### Dataset entries:
//! Application services — use-case orchestration.
//!
//! Each service module implements a single use-case by composing domain logic
//! with port trait calls. Services import only from `crate::domain` and
//! `crate::application::ports` — never from `crate::infra`, `crate::commands`,
//! or `crate::output`.

pub mod config_loader;
pub mod publish;
pub mod runtime;
pub mod sync;
//! Unit tests for the launchable publishing service.

#![allow(clippy::expect_used, clippy::unwrap_used)]

use std::path::PathBuf;

use devx_cli::application::services::publish::{ORG_PLACEHOLDER, prepare, submit};
use devx_cli::domain::config::Port;
use devx_cli::domain::error::PublishError;
use devx_cli::domain::project::Project;
use devx_cli::domain::registry::{Provider, WorkspaceRegistry};
use devx_cli::domain::workspace::BrevWorkspace;

use crate::mocks::{StubApi, StubCredentials};

fn project() -> Project {
    Project {
        name: "demo".into(),
        description: "Demo workshop".into(),
        repo_url: "https://github.com/org/demo".into(),
        image_url: "ghcr.io/org/demo".into(),
        root: PathBuf::from("/work/demo"),
    }
}

fn workspace() -> BrevWorkspace {
    let registry = WorkspaceRegistry::builtin();
    BrevWorkspace {
        instance_type: "l40s-48gb.1x".into(),
        cloud: Provider::Crusoe,
        group: registry.resolve(Provider::Crusoe).unwrap().clone(),
        storage: None,
        ports: vec![Port::new("jupyter", 8888)],
        relative_to_root: "workshops/intro".into(),
        valid_driver_versions: None,
    }
}

#[test]
fn test_dry_run_without_credentials_uses_placeholder() {
    let api = StubApi::answering("unused");
    let plan = prepare(&StubCredentials(None), &api, &project(), &workspace(), true).unwrap();

    assert!(plan.url.contains(ORG_PLACEHOLDER), "url: {}", plan.url);
    assert_eq!(
        plan.request.build_request.docker_compose.file_url,
        "https://github.com/org/demo/raw/main/workshops/intro/.devx/compose.yaml"
    );
    assert!(submit(&api, &plan).is_err());
    assert!(api.sent.borrow().is_empty());
}

#[test]
fn test_missing_credentials_fail_outside_dry_run() {
    let api = StubApi::answering("unused");
    let err = prepare(&StubCredentials(None), &api, &project(), &workspace(), false).unwrap_err();
    assert!(matches!(
        err.downcast_ref::<PublishError>(),
        Some(PublishError::MissingCredentials { .. })
    ));
}

#[test]
fn test_submit_sends_request_and_returns_link() {
    let api = StubApi::answering("env-7");
    let plan = prepare(&StubCredentials::logged_in(), &api, &project(), &workspace(), false)
        .unwrap();

    let published = submit(&api, &plan).unwrap();

    assert_eq!(published.id, "env-7");
    assert_eq!(
        published.deploy_link,
        "https://brev.nvidia.com/launchable/deploy/now?launchableID=env-7"
    );
    let sent = api.sent.borrow();
    let (url, token, request) = &sent[0];
    assert_eq!(
        url,
        "https://api.test/api/organizations/org-42/v2/launchables?utm_source=devx-cli"
    );
    assert_eq!(token, "token-123");
    assert_eq!(request.create_workspace_request.workspace_group_id, "crusoe-brev-wg");
    assert_eq!(request.name, "Demo workshop");
}

#[test]
fn test_empty_id_is_rejected() {
    let api = StubApi::answering("");
    let plan = prepare(&StubCredentials::logged_in(), &api, &project(), &workspace(), false)
        .unwrap();
    let err = submit(&api, &plan).unwrap_err();
    assert!(matches!(
        err.downcast_ref::<PublishError>(),
        Some(PublishError::Rejected(_))
    ));
}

### THE PROBLEM:
Across the records above, return every line that contains the word "token".

### ANSWER SPACE:
    let (url, token, request) = &sent[0];
    assert_eq!(token, "token-123");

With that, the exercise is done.